Last month, California Department of Public Health (CDPH) issued penalties to ten California hospitals amounting to $625,000, following investigations on the facilities’ licensing and medical records compliance issues.
California Pacific Medical Center – Pacific Campus Hospital and Palomar Health Downtown Campus in San Francisco had the highest penalty of $100,000 each. In the first case, the patient had to undergo surgery twice due to medical errors, while the second hospital was charged for failing to frame policies and procedures to ensure patient safety.
In October 2009, Doctors aterroneously declared a 41-year-old woman, Colleen S. Burns, brain dead without performing the necessary tests. Neither had they treated the patient properly for the drug overdose, for which she had been admitted.
A nurse had observed that the patient responded to a reflex test and was breathing without the support of a ventilator. However, the doctors choose to ignore the warning signs and prepared to harvest her organs after getting the family’s consent.
In a dramatic event, the woman opened her eyes on the operating table, and the organ-harvesting process was called-off. The doctors mistook the deep coma for a cardiac death.
It is noted that the hospital made no investigation into the matter, which could have been a catastrophic event.
The state health department had started the investigation in 2010, and in 2012, imposed a fine of $6000 for the Burns case and another $16,000 for negligence and leaving a patient unattended, which resulted in a fall and head injury in 2011.

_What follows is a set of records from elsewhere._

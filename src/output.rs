use std::fmt;
use std::path::Path;

use clap::ValueEnum;
use serde::{Deserialize, Serialize};

#[derive(Debug, Clone, Copy, ValueEnum, Serialize, Deserialize, Default, PartialEq, Eq,)]
pub enum OutputFormat {
    #[default]
    Text,
    Json,
    Yaml,
}

impl fmt::Display for OutputFormat {
    fn fmt(&self, f: &mut fmt::Formatter<'_,>,) -> fmt::Result {
        match self {
            OutputFormat::Text => write!(f, "text"),
            OutputFormat::Json => write!(f, "json"),
            OutputFormat::Yaml => write!(f, "yaml"),
        }
    }
}

impl OutputFormat {
    pub fn from_extension(path: &Path,) -> Option<OutputFormat,> {
        path.extension()
            .and_then(|ext| ext.to_str(),)
            .and_then(|ext_str| match ext_str.to_lowercase().as_str() {
                "json" => Some(OutputFormat::Json,),
                "yaml" | "yml" => Some(OutputFormat::Yaml,),
                "txt" => Some(OutputFormat::Text,),
                _ => None,
            },)
    }

    /// Serializes `value` for the structured formats. `Text` has no generic rendering and
    /// yields `None`.
    pub fn serialize<T: Serialize,>(&self, value: &T,) -> Option<String,> {
        match self {
            OutputFormat::Json => Some(
                serde_json::to_string_pretty(value,)
                    .unwrap_or_else(|e| format!("Error serializing to JSON: {}", e),),
            ),
            OutputFormat::Yaml => Some(
                serde_yaml::to_string(value,)
                    .unwrap_or_else(|e| format!("Error serializing to YAML: {}", e),),
            ),
            OutputFormat::Text => None,
        }
    }
}

#[cfg(test)]
mod tests {
    use super::*;

    #[test]
    fn test_format_from_extension() {
        assert_eq!(OutputFormat::from_extension(Path::new("r.JSON")), Some(OutputFormat::Json));
        assert_eq!(OutputFormat::from_extension(Path::new("r.yml")), Some(OutputFormat::Yaml));
        assert_eq!(OutputFormat::from_extension(Path::new("r.txt")), Some(OutputFormat::Text));
        assert_eq!(OutputFormat::from_extension(Path::new("r.csv")), None);
    }

    #[test]
    fn test_text_has_no_structured_serialization() {
        assert!(OutputFormat::Text.serialize(&vec![1, 2]).is_none());
        assert_eq!(OutputFormat::Json.serialize(&vec![1]).unwrap(), "[\n  1\n]");
    }
}
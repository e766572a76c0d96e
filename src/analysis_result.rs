use std::fmt::{self, Write};

use serde::Serialize;

use crate::analysis::aggregator::{AggregationResult, ValueCount};
use crate::analysis::comparator::ComparisonResult;
use crate::analysis::merger::MergedFieldNode;
use crate::analysis::tree::{TreeNode, document_order, flatten_tree};
use crate::field::{FieldRecord, FileFieldSet};
use crate::output::OutputFormat;

/// Values listed per field in text output.
const TEXT_VALUE_LIMIT: usize = 5;

#[derive(Debug, Serialize,)]
pub struct FileTree {
    pub filename: String,
    pub tree:     Vec<TreeNode<FieldRecord,>,>,
}

/// The result of one command, ready to be printed in any [`OutputFormat`].
#[derive(Debug, Serialize,)]
#[serde(untagged)]
pub enum AnalysisReport {
    Fields(Vec<FileFieldSet,>,),
    Trees(Vec<FileTree,>,),
    Comparison(Box<ComparisonResult,>,),
    Aggregation(AggregationResult,),
    Merge(Vec<MergedFieldNode,>,),
    /// Filenames chosen by the filter conditions.
    Selection(Vec<String,>,),
    /// Field names usable in filter conditions.
    FilterableFields(Vec<String,>,),
}

fn indent(depth: usize,) -> String {
    "  ".repeat(depth,)
}

fn format_values(values: &[ValueCount],) -> String {
    let mut shown: Vec<String,> = values
        .iter()
        .take(TEXT_VALUE_LIMIT,)
        .map(|v| format!("{} ({}, {:.1}%)", v.value, v.count, v.percentage),)
        .collect();
    if values.len() > TEXT_VALUE_LIMIT {
        shown.push(format!("... {} more", values.len() - TEXT_VALUE_LIMIT),);
    }
    shown.join(", ",)
}

fn write_record_line<W: Write,>(out: &mut W, record: &FieldRecord,) -> fmt::Result {
    write!(out, "{}{} (x{})", indent(record.depth + 1,), record.name, record.occurrences)?;
    if let Some(sample,) = &record.text_content {
        write!(out, " = {:?}", sample)?;
    }
    if !record.attributes.is_empty() {
        let attrs: Vec<&str,> = record.attributes.iter().map(String::as_str,).collect();
        write!(out, " @[{}]", attrs.join(", "))?;
    }
    writeln!(out)
}

fn render_records<'a, W: Write,>(
    out: &mut W,
    records: impl IntoIterator<Item = &'a FieldRecord,>,
) -> fmt::Result {
    for record in records {
        write_record_line(out, record,)?;
    }
    Ok((),)
}

fn render_aggregation<W: Write,>(out: &mut W, aggregation: &AggregationResult,) -> fmt::Result {
    writeln!(
        out,
        "Files: {}  Field records: {}  Avg fields/file: {:.2}  Names: {}  Paths: {}",
        aggregation.files_count,
        aggregation.total_field_instances,
        aggregation.average_fields_per_file,
        aggregation.unique_field_names,
        aggregation.unique_field_paths,
    )?;
    writeln!(out, "\nBy name:")?;
    for stat in &aggregation.field_name_summary {
        writeln!(
            out,
            "  {}: {}/{} files ({:.1}%), {} occurrences ({:.2}/file), {} distinct values",
            stat.name,
            stat.files_with_field,
            aggregation.files_count,
            stat.presence_percent,
            stat.total_occurrences,
            stat.average_occurrences_per_file,
            stat.unique_values_count,
        )?;
        if !stat.value_counts.is_empty() {
            writeln!(out, "    values: {}", format_values(&stat.value_counts))?;
        }
    }
    writeln!(out, "\nBy path:")?;
    for stat in &aggregation.field_path_summary {
        writeln!(
            out,
            "{}{}: {}/{} files ({:.1}%), {} occurrences",
            indent(stat.depth + 1,),
            stat.name,
            stat.files_with_field,
            aggregation.files_count,
            stat.presence_percent,
            stat.total_occurrences,
        )?;
    }
    Ok((),)
}

fn render_comparison<W: Write,>(out: &mut W, result: &ComparisonResult,) -> fmt::Result {
    writeln!(out, "Common fields:")?;
    render_records(out, &result.common_fields,)?;

    writeln!(out, "\nUnique fields:")?;
    for (filename, fields,) in &result.unique_fields {
        writeln!(out, "  {}: {}", filename, fields.len())?;
        for record in fields {
            writeln!(out, "    {}", record.path)?;
        }
    }

    if !result.field_differences.is_empty() {
        writeln!(out, "\nField differences:")?;
        for (name, difference,) in &result.field_differences {
            writeln!(
                out,
                "  {}: present in [{}], absent in [{}]",
                name,
                difference.present_in.join(", "),
                difference.absent_in.join(", "),
            )?;
            if difference.depth_variations.len() > 1 {
                for (depth, files,) in &difference.depth_variations {
                    writeln!(out, "    depth {}: {}", depth, files.join(", "))?;
                }
            }
        }
    }

    if !result.structural_differences.is_empty() {
        writeln!(out, "\nStructural differences:")?;
        for (name, variants,) in &result.structural_differences {
            writeln!(out, "  {}:", name)?;
            for variant in variants {
                writeln!(out, "    {} <- {}", variant.path, variant.files.join(", "))?;
            }
        }
    }

    writeln!(out, "\nAggregation:")?;
    render_aggregation(out, &result.aggregation,)
}

fn render_merge<W: Write,>(out: &mut W, nodes: &[MergedFieldNode],) -> fmt::Result {
    for node in nodes {
        let marker = if node.structural_difference { "*" } else { "" };
        writeln!(
            out,
            "{}{}{} [{}]",
            indent(node.depth + 1,),
            node.name,
            marker,
            node.present_in_files.join(", "),
        )?;
    }
    if nodes.iter().any(|n| n.structural_difference,) {
        writeln!(out, "\n* found at different paths across files")?;
    }
    Ok((),)
}

impl AnalysisReport {
    pub fn to_string_formatted(&self, format: OutputFormat,) -> String {
        format.serialize(self,).unwrap_or_else(|| self.to_string(),)
    }
}

impl fmt::Display for AnalysisReport {
    fn fmt(&self, f: &mut fmt::Formatter<'_,>,) -> fmt::Result {
        match self {
            AnalysisReport::Fields(files,) => {
                for file in files {
                    writeln!(f, "--- File: {} ---", file.filename)?;
                    render_records(f, &document_order(&file.fields,),)?;
                }
                Ok((),)
            },
            AnalysisReport::Trees(trees,) => {
                for file in trees {
                    writeln!(f, "--- File: {} ---", file.filename)?;
                    render_records(f, flatten_tree(&file.tree,),)?;
                }
                Ok((),)
            },
            AnalysisReport::Comparison(result,) => render_comparison(f, result,),
            AnalysisReport::Aggregation(aggregation,) => render_aggregation(f, aggregation,),
            AnalysisReport::Merge(nodes,) => render_merge(f, nodes,),
            AnalysisReport::Selection(names,) | AnalysisReport::FilterableFields(names,) => {
                for name in names {
                    writeln!(f, "{}", name)?;
                }
                Ok((),)
            },
        }
    }
}
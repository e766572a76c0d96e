pub mod analysis;
pub mod analysis_result;
pub mod config;
pub mod error;
pub mod field;
pub mod file_reader;
pub mod output;
pub mod reader;

pub use analysis::aggregator::{AggregationResult, aggregate};
pub use analysis::comparator::{ComparisonResult, compare_fields};
pub use analysis::extractor::{extract_document, extract_fields};
pub use analysis::filter::{FilterCondition, matches, select_files};
pub use analysis::merger::{MergedFieldNode, merge_fields};
pub use analysis::tree::{TreeNode, build_tree};
pub use error::FieldScopeError;
pub use field::{FieldRecord, FileFieldSet, remove_prefix_from_name, remove_prefix_from_path};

More than a decade ago the Institute of Medicine in its attempt to build a safer health system, had outlined strategies to decrease the incidence of preventable medical errors by 50%, at a time when 98,000 people were estimated to have died due to hospital errors. However, since then, various studies and reports have found that even with the advancement of IT in the healthcare sector, there has been a rise in hospital errors and a drastic increase in the number of patients becoming victims of these mistakes.
In articles titled “It’s time to Account for Medical Error” and the “Top Ten Causes of Death,” published in the Journal of Participatory Medicine, Bart Windrum, discussed how these errors are underestimated and not acknowledged. He also explained that these were the top ten causes of deaths in hospitals. Both his parents were victims of medical errors in their final stages of life.
Earlier this month, Royal Devon and Exeter Hospital were reported to have investigated two incidents, which according to the state health department are considered “never events” due to the criticality of the mistakes. In one case, the patient had received a transfusion of the wrong blood type, while in the other incident an unnecessary tube was inserted into the patient’s heart.
Patients often depend on the reputation of the hospital and surgeons rather than choosing a health care provider they can trust. However, there is no way of knowing the medical errors performed by doctors and the hospitals.
According to Lisa McGiffert, director of Consumers Union Safe Patient Project, there are currently no systems to collect information on hospital medical errors and patient safety issues.
Most of the hospital errors are unreported and left uninvestigated. A proper system to track medical errors has not yet been discovered.
There are special groups like the Society of Thoracic Surgeons who aim to track the outcomes of surgeries and medical procedures. Many hospitals have also started taking initiatives to record events and improve patient safety at their centers.